> [EXERCISE DATA]:
□ □ □ □ □

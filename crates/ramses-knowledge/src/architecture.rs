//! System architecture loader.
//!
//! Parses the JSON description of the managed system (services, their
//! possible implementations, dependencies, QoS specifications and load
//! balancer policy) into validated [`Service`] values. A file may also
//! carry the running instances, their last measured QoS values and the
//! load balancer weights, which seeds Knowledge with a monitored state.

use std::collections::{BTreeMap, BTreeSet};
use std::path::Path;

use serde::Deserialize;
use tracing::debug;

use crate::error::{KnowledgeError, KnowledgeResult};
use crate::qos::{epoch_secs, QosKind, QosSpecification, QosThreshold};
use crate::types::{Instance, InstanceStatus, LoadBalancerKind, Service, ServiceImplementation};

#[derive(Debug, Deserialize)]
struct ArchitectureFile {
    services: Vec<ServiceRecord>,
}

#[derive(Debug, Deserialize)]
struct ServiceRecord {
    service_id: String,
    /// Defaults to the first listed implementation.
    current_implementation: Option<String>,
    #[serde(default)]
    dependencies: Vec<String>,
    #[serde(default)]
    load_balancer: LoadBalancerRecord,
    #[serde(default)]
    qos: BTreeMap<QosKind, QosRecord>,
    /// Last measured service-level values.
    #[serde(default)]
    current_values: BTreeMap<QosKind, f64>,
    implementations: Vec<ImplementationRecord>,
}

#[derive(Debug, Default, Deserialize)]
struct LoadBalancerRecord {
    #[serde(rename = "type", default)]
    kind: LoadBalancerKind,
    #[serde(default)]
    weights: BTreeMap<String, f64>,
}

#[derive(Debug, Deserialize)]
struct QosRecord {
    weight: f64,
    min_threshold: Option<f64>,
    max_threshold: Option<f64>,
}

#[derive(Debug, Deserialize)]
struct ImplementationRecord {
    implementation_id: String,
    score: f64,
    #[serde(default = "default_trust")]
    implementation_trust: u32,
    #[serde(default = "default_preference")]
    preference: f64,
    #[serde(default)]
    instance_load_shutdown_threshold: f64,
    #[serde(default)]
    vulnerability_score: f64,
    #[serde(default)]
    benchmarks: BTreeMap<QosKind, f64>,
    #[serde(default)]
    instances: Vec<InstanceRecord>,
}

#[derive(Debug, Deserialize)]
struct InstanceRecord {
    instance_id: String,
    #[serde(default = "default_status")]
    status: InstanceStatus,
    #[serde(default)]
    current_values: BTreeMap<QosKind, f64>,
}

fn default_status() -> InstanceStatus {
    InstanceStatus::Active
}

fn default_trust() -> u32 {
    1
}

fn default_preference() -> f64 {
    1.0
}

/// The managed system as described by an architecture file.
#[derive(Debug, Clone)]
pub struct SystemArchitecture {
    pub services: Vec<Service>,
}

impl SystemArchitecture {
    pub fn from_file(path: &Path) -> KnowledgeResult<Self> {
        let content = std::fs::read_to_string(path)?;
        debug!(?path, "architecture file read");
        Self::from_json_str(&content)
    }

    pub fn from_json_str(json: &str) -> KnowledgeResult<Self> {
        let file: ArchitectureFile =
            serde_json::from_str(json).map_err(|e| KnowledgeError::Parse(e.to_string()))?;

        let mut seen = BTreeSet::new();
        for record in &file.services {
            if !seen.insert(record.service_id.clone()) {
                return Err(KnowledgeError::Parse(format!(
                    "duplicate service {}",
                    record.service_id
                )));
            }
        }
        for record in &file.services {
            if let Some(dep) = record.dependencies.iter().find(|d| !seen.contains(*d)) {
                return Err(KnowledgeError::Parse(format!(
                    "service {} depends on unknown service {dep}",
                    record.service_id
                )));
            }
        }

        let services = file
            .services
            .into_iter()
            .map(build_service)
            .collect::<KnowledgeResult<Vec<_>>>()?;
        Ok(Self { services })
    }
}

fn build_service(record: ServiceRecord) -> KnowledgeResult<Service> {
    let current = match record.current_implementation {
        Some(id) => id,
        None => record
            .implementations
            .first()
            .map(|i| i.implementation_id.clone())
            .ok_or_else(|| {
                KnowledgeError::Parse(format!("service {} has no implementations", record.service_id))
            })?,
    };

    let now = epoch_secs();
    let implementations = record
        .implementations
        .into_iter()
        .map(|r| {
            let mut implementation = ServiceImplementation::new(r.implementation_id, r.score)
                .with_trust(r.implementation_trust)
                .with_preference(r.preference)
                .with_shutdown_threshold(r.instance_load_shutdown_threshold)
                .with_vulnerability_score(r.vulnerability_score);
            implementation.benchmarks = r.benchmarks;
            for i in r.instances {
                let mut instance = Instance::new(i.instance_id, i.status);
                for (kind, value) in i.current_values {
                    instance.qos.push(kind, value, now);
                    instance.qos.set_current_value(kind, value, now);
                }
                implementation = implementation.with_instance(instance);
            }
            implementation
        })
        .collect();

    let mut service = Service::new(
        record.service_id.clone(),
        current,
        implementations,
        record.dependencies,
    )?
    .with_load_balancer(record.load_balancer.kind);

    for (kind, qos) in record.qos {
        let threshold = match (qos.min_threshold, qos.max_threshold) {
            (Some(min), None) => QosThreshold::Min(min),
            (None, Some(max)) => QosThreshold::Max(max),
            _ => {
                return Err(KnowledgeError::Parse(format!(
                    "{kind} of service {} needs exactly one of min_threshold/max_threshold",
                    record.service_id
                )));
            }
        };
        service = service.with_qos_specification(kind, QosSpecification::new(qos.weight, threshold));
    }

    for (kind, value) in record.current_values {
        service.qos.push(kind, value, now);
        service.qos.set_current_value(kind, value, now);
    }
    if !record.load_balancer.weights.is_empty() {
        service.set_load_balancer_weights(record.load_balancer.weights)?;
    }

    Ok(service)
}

□ □ □ □ □

> [WHAT YOU WILL DO]: Copy out the data exactly, keeping each line whole.

> [TASK RESULT]:
filename crates/ramses-knowledge/src/architecture.rs
//! System architecture loader.
//!
//! Parses the JSON description of the managed system (services, their
//! possible implementations, dependencies, QoS specifications and load
//! balancer policy) into validated [`Service`] values. A file may also
//! carry the running instances, their last measured QoS values and the
//! load balancer weights, which seeds Knowledge with a monitored state.

use std::collections::{BTreeMap, BTreeSet};
use std::path::Path;

use serde::Deserialize;
use tracing::debug;

use crate::error::{KnowledgeError, KnowledgeResult};
use crate::qos::{epoch_secs, QosKind, QosSpecification, QosThreshold};
use crate::types::{Instance, InstanceStatus, LoadBalancerKind, Service, ServiceImplementation};

#[derive(Debug, Deserialize)]
struct ArchitectureFile {
    services: Vec<ServiceRecord>,
}

#[derive(Debug, Deserialize)]
struct ServiceRecord {
    service_id: String,
    /// Defaults to the first listed implementation.
    current_implementation: Option<String>,
    #[serde(default)]
    dependencies: Vec<String>,
    #[serde(default)]
    load_balancer: LoadBalancerRecord,
    #[serde(default)]
    qos: BTreeMap<QosKind, QosRecord>,
    /// Last measured service-level values.
    #[serde(default)]
    current_values: BTreeMap<QosKind, f64>,
    implementations: Vec<ImplementationRecord>,
}

#[derive(Debug, Default, Deserialize)]
struct LoadBalancerRecord {
    #[serde(rename = "type", default)]
    kind: LoadBalancerKind,
    #[serde(default)]
    weights: BTreeMap<String, f64>,
}

#[derive(Debug, Deserialize)]
struct QosRecord {
    weight: f64,
    min_threshold: Option<f64>,
    max_threshold: Option<f64>,
}

#[derive(Debug, Deserialize)]
struct ImplementationRecord {
    implementation_id: String,
    score: f64,
    #[serde(default = "default_trust")]
    implementation_trust: u32,
    #[serde(default = "default_preference")]
    preference: f64,
    #[serde(default)]
    instance_load_shutdown_threshold: f64,
    #[serde(default)]
    vulnerability_score: f64,
    #[serde(default)]
    benchmarks: BTreeMap<QosKind, f64>,
    #[serde(default)]
    instances: Vec<InstanceRecord>,
}

#[derive(Debug, Deserialize)]
struct InstanceRecord {
    instance_id: String,
    #[serde(default = "default_status")]
    status: InstanceStatus,
    #[serde(default)]
    current_values: BTreeMap<QosKind, f64>,
}

fn default_status() -> InstanceStatus {
    InstanceStatus::Active
}

fn default_trust() -> u32 {
    1
}

fn default_preference() -> f64 {
    1.0
}

/// The managed system as described by an architecture file.
#[derive(Debug, Clone)]
pub struct SystemArchitecture {
    pub services: Vec<Service>,
}

impl SystemArchitecture {
    pub fn from_file(path: &Path) -> KnowledgeResult<Self> {
        let content = std::fs::read_to_string(path)?;
        debug!(?path, "architecture file read");
        Self::from_json_str(&content)
    }

    pub fn from_json_str(json: &str) -> KnowledgeResult<Self> {
        let file: ArchitectureFile =
            serde_json::from_str(json).map_err(|e| KnowledgeError::Parse(e.to_string()))?;

        let mut seen = BTreeSet::new();
        for record in &file.services {
            if !seen.insert(record.service_id.clone()) {
                return Err(KnowledgeError::Parse(format!(
                    "duplicate service {}",
                    record.service_id
                )));
            }
        }
        for record in &file.services {
            if let Some(dep) = record.dependencies.iter().find(|d| !seen.contains(*d)) {
                return Err(KnowledgeError::Parse(format!(
                    "service {} depends on unknown service {dep}",
                    record.service_id
                )));
            }
        }

        let services = file
            .services
            .into_iter()
            .map(build_service)
            .collect::<KnowledgeResult<Vec<_>>>()?;
        Ok(Self { services })
    }
}

fn build_service(record: ServiceRecord) -> KnowledgeResult<Service> {
    let current = match record.current_implementation {
        Some(id) => id,
        None => record
            .implementations
            .first()
            .map(|i| i.implementation_id.clone())
            .ok_or_else(|| {
                KnowledgeError::Parse(format!("service {} has no implementations", record.service_id))
            })?,
    };

    let now = epoch_secs();
    let implementations = record
        .implementations
        .into_iter()
        .map(|r| {
            let mut implementation = ServiceImplementation::new(r.implementation_id, r.score)
                .with_trust(r.implementation_trust)
                .with_preference(r.preference)
                .with_shutdown_threshold(r.instance_load_shutdown_threshold)
                .with_vulnerability_score(r.vulnerability_score);
            implementation.benchmarks = r.benchmarks;
            for i in r.instances {
                let mut instance = Instance::new(i.instance_id, i.status);
                for (kind, value) in i.current_values {
                    instance.qos.push(kind, value, now);
                    instance.qos.set_current_value(kind, value, now);
                }
                implementation = implementation.with_instance(instance);
            }
            implementation
        })
        .collect();

    let mut service = Service::new(
        record.service_id.clone(),
        current,
        implementations,
        record.dependencies,
    )?
    .with_load_balancer(record.load_balancer.kind);

    for (kind, qos) in record.qos {
        let threshold = match (qos.min_threshold, qos.max_threshold) {
            (Some(min), None) => QosThreshold::Min(min),
            (None, Some(max)) => QosThreshold::Max(max),
            _ => {
                return Err(KnowledgeError::Parse(format!(
                    "{kind} of service {} needs exactly one of min_threshold/max_threshold",
                    record.service_id
                )));
            }
        };
        service = service.with_qos_specification(kind, QosSpecification::new(qos.weight, threshold));
    }

    for (kind, value) in record.current_values {
        service.qos.push(kind, value, now);
        service.qos.set_current_value(kind, value, now);
    }
    if !record.load_balancer.weights.is_empty() {
        service.set_load_balancer_weights(record.load_balancer.weights)?;
    }

    Ok(service)
}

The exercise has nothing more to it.